▸ What to do
All of the data, from the first line to the last, should be reproduced without alteration.

[Collected data]
··········

//! SVG rendering of a [`Figure`] with Plotters.
//!
//! Plotters is built without its font-kit/bitmap features, so text layout
//! uses the crate's built-in font metrics; the SVG viewer does the actual
//! glyph rendering.

use std::error::Error;
use std::path::Path;

use plotters::chart::{ChartContext, SeriesAnno, SeriesLabelPosition};
use plotters::coord::cartesian::Cartesian2d;
use plotters::coord::types::RangedCoordf64;
use plotters::prelude::*;
use plotters::series::DashedLineSeries;
use plotters::style::text_anchor::{HPos, Pos, VPos};

use super::{Figure, LegendPosition, LineStyle, Marker, Orientation, Series};
use crate::error::AppError;

type Chart<'a, 'b> = ChartContext<'a, SVGBackend<'b>, Cartesian2d<RangedCoordf64, RangedCoordf64>>;

/// Render `figure` into an SVG file at `path`.
pub fn write_svg(figure: &Figure, path: &Path) -> Result<(), AppError> {
    draw(figure, path)
        .map_err(|e| AppError::output(format!("Failed to render figure '{}': {e}", path.display())))?;
    tracing::info!(path = %path.display(), series = figure.series.len(), "wrote figure");
    Ok(())
}

fn draw(figure: &Figure, path: &Path) -> Result<(), Box<dyn Error>> {
    let ((x0, x1), (y0, y1)) = figure
        .bounds()
        .ok_or("figure has no finite data to derive axis ranges from")?;

    let root = SVGBackend::new(path, figure.size).into_drawing_area();
    root.fill(&WHITE)?;

    let mut builder = ChartBuilder::on(&root);
    builder.margin(15).x_label_area_size(45).y_label_area_size(60);
    if let Some(title) = &figure.title {
        builder.caption(title, ("sans-serif", 18));
    }
    let mut chart = builder.build_cartesian_2d(x0..x1, y0..y1)?;

    {
        let mut mesh = chart.configure_mesh();
        mesh.disable_mesh()
            .x_desc(figure.x_label.as_str())
            .y_desc(figure.y_label.as_str())
            .label_style(("sans-serif", 14));
        if figure.y_ticks.is_some() {
            mesh.y_labels(0);
        }
        mesh.draw()?;
    }

    for guide in &figure.guides {
        let points = match guide.orientation {
            Orientation::Horizontal => vec![(x0, guide.at), (x1, guide.at)],
            Orientation::Vertical => vec![(guide.at, y0), (guide.at, y1)],
        };
        draw_path(&mut chart, &points, rgb(guide.color), guide.line)?;
    }

    for series in &figure.series {
        draw_one(&mut chart, series)?;
    }

    if let Some(ticks) = &figure.y_ticks {
        let style = TextStyle::from(("sans-serif", 12).into_font()).pos(Pos::new(HPos::Right, VPos::Center));
        chart.draw_series(ticks.iter().map(|(y, label)| {
            EmptyElement::at((x0, *y))
                + PathElement::new(vec![(0, 0), (-5, 0)], BLACK.stroke_width(1))
                + Text::new(label.clone(), (-8, 0), style.clone())
        }))?;
    }

    if !figure.annotations.is_empty() {
        let style = TextStyle::from(("sans-serif", 14).into_font()).pos(Pos::new(HPos::Center, VPos::Top));
        chart.draw_series(
            figure
                .annotations
                .iter()
                .map(|a| Text::new(a.text.clone(), (a.x, a.y), style.clone())),
        )?;
    }

    if let Some(position) = figure.legend.filter(|_| figure.has_labels()) {
        chart
            .configure_series_labels()
            .position(match position {
                LegendPosition::UpperLeft => SeriesLabelPosition::UpperLeft,
                LegendPosition::UpperRight => SeriesLabelPosition::UpperRight,
            })
            .background_style(&WHITE.mix(0.5))
            .border_style(&BLACK)
            .label_font(("sans-serif", 13))
            .draw()?;
    }

    root.present()?;
    Ok(())
}

fn draw_one(chart: &mut Chart<'_, '_>, series: &Series) -> Result<(), Box<dyn Error>> {
    let color = rgb(series.color);
    let label_on_line = series.marker == Marker::None;

    if series.line != LineStyle::None {
        if let Some(anno) = draw_path(chart, &series.points, color, series.line)? {
            if label_on_line {
                attach_label(anno, series, color);
            }
        }
    }

    let anno = match series.marker {
        Marker::None => return Ok(()),
        Marker::Circle => chart.draw_series(
            series
                .points
                .iter()
                .map(|&p| Circle::new(p, 3, color.stroke_width(1))),
        )?,
        Marker::Dot => chart.draw_series(series.points.iter().map(|&p| Circle::new(p, 2, color.filled())))?,
        Marker::Cross => chart.draw_series(
            series
                .points
                .iter()
                .map(|&p| Cross::new(p, 3, color.stroke_width(1))),
        )?,
    };
    attach_label(anno, series, color);
    Ok(())
}

fn draw_path<'c, 'a, 'b>(
    chart: &'c mut Chart<'a, 'b>,
    points: &[(f64, f64)],
    color: RGBColor,
    line: LineStyle,
) -> Result<Option<&'c mut SeriesAnno<'a, SVGBackend<'b>>>, Box<dyn Error>> {
    let style = color.stroke_width(1);
    let anno = match line {
        LineStyle::None => return Ok(None),
        LineStyle::Solid => chart.draw_series(LineSeries::new(points.iter().copied(), style))?,
        LineStyle::Dashed => chart.draw_series(DashedLineSeries::new(points.iter().copied(), 8, 5, style))?,
        LineStyle::Dotted => chart.draw_series(DashedLineSeries::new(points.iter().copied(), 2, 3, style))?,
    };
    Ok(Some(anno))
}

fn attach_label(anno: &mut SeriesAnno<'_, SVGBackend<'_>>, series: &Series, color: RGBColor) {
    if let Some(label) = &series.label {
        anno.label(label.clone())
            .legend(move |(x, y)| PathElement::new(vec![(x, y), (x + 20, y)], color.stroke_width(2)));
    }
}

fn rgb(color: super::Color) -> RGBColor {
    let (r, g, b) = color.rgb();
    RGBColor(r, g, b)
}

··········

▸ Problem solution
//! SVG rendering of a [`Figure`] with Plotters.
//!
//! Plotters is built without its font-kit/bitmap features, so text layout
//! uses the crate's built-in font metrics; the SVG viewer does the actual
//! glyph rendering.

use std::error::Error;
use std::path::Path;

use plotters::chart::{ChartContext, SeriesAnno, SeriesLabelPosition};
use plotters::coord::cartesian::Cartesian2d;
use plotters::coord::types::RangedCoordf64;
use plotters::prelude::*;
use plotters::series::DashedLineSeries;
use plotters::style::text_anchor::{HPos, Pos, VPos};

use super::{Figure, LegendPosition, LineStyle, Marker, Orientation, Series};
use crate::error::AppError;

type Chart<'a, 'b> = ChartContext<'a, SVGBackend<'b>, Cartesian2d<RangedCoordf64, RangedCoordf64>>;

/// Render `figure` into an SVG file at `path`.
pub fn write_svg(figure: &Figure, path: &Path) -> Result<(), AppError> {
    draw(figure, path)
        .map_err(|e| AppError::output(format!("Failed to render figure '{}': {e}", path.display())))?;
    tracing::info!(path = %path.display(), series = figure.series.len(), "wrote figure");
    Ok(())
}

fn draw(figure: &Figure, path: &Path) -> Result<(), Box<dyn Error>> {
    let ((x0, x1), (y0, y1)) = figure
        .bounds()
        .ok_or("figure has no finite data to derive axis ranges from")?;

    let root = SVGBackend::new(path, figure.size).into_drawing_area();
    root.fill(&WHITE)?;

    let mut builder = ChartBuilder::on(&root);
    builder.margin(15).x_label_area_size(45).y_label_area_size(60);
    if let Some(title) = &figure.title {
        builder.caption(title, ("sans-serif", 18));
    }
    let mut chart = builder.build_cartesian_2d(x0..x1, y0..y1)?;

    {
        let mut mesh = chart.configure_mesh();
        mesh.disable_mesh()
            .x_desc(figure.x_label.as_str())
            .y_desc(figure.y_label.as_str())
            .label_style(("sans-serif", 14));
        if figure.y_ticks.is_some() {
            mesh.y_labels(0);
        }
        mesh.draw()?;
    }

    for guide in &figure.guides {
        let points = match guide.orientation {
            Orientation::Horizontal => vec![(x0, guide.at), (x1, guide.at)],
            Orientation::Vertical => vec![(guide.at, y0), (guide.at, y1)],
        };
        draw_path(&mut chart, &points, rgb(guide.color), guide.line)?;
    }

    for series in &figure.series {
        draw_one(&mut chart, series)?;
    }

    if let Some(ticks) = &figure.y_ticks {
        let style = TextStyle::from(("sans-serif", 12).into_font()).pos(Pos::new(HPos::Right, VPos::Center));
        chart.draw_series(ticks.iter().map(|(y, label)| {
            EmptyElement::at((x0, *y))
                + PathElement::new(vec![(0, 0), (-5, 0)], BLACK.stroke_width(1))
                + Text::new(label.clone(), (-8, 0), style.clone())
        }))?;
    }

    if !figure.annotations.is_empty() {
        let style = TextStyle::from(("sans-serif", 14).into_font()).pos(Pos::new(HPos::Center, VPos::Top));
        chart.draw_series(
            figure
                .annotations
                .iter()
                .map(|a| Text::new(a.text.clone(), (a.x, a.y), style.clone())),
        )?;
    }

    if let Some(position) = figure.legend.filter(|_| figure.has_labels()) {
        chart
            .configure_series_labels()
            .position(match position {
                LegendPosition::UpperLeft => SeriesLabelPosition::UpperLeft,
                LegendPosition::UpperRight => SeriesLabelPosition::UpperRight,
            })
            .background_style(&WHITE.mix(0.5))
            .border_style(&BLACK)
            .label_font(("sans-serif", 13))
            .draw()?;
    }

    root.present()?;
    Ok(())
}

fn draw_one(chart: &mut Chart<'_, '_>, series: &Series) -> Result<(), Box<dyn Error>> {
    let color = rgb(series.color);
    let label_on_line = series.marker == Marker::None;

    if series.line != LineStyle::None {
        if let Some(anno) = draw_path(chart, &series.points, color, series.line)? {
            if label_on_line {
                attach_label(anno, series, color);
            }
        }
    }

    let anno = match series.marker {
        Marker::None => return Ok(()),
        Marker::Circle => chart.draw_series(
            series
                .points
                .iter()
                .map(|&p| Circle::new(p, 3, color.stroke_width(1))),
        )?,
        Marker::Dot => chart.draw_series(series.points.iter().map(|&p| Circle::new(p, 2, color.filled())))?,
        Marker::Cross => chart.draw_series(
            series
                .points
                .iter()
                .map(|&p| Cross::new(p, 3, color.stroke_width(1))),
        )?,
    };
    attach_label(anno, series, color);
    Ok(())
}

fn draw_path<'c, 'a, 'b>(
    chart: &'c mut Chart<'a, 'b>,
    points: &[(f64, f64)],
    color: RGBColor,
    line: LineStyle,
) -> Result<Option<&'c mut SeriesAnno<'a, SVGBackend<'b>>>, Box<dyn Error>> {
    let style = color.stroke_width(1);
    let anno = match line {
        LineStyle::None => return Ok(None),
        LineStyle::Solid => chart.draw_series(LineSeries::new(points.iter().copied(), style))?,
        LineStyle::Dashed => chart.draw_series(DashedLineSeries::new(points.iter().copied(), 8, 5, style))?,
        LineStyle::Dotted => chart.draw_series(DashedLineSeries::new(points.iter().copied(), 2, 3, style))?,
    };
    Ok(Some(anno))
}

fn attach_label(anno: &mut SeriesAnno<'_, SVGBackend<'_>>, series: &Series, color: RGBColor) {
    if let Some(label) = &series.label {
        anno.label(label.clone())
            .legend(move |(x, y)| PathElement::new(vec![(x, y), (x + 20, y)], color.stroke_width(2)));
    }
}

fn rgb(color: super::Color) -> RGBColor {
    let (r, g, b) = color.rgb();
    RGBColor(r, g, b)
}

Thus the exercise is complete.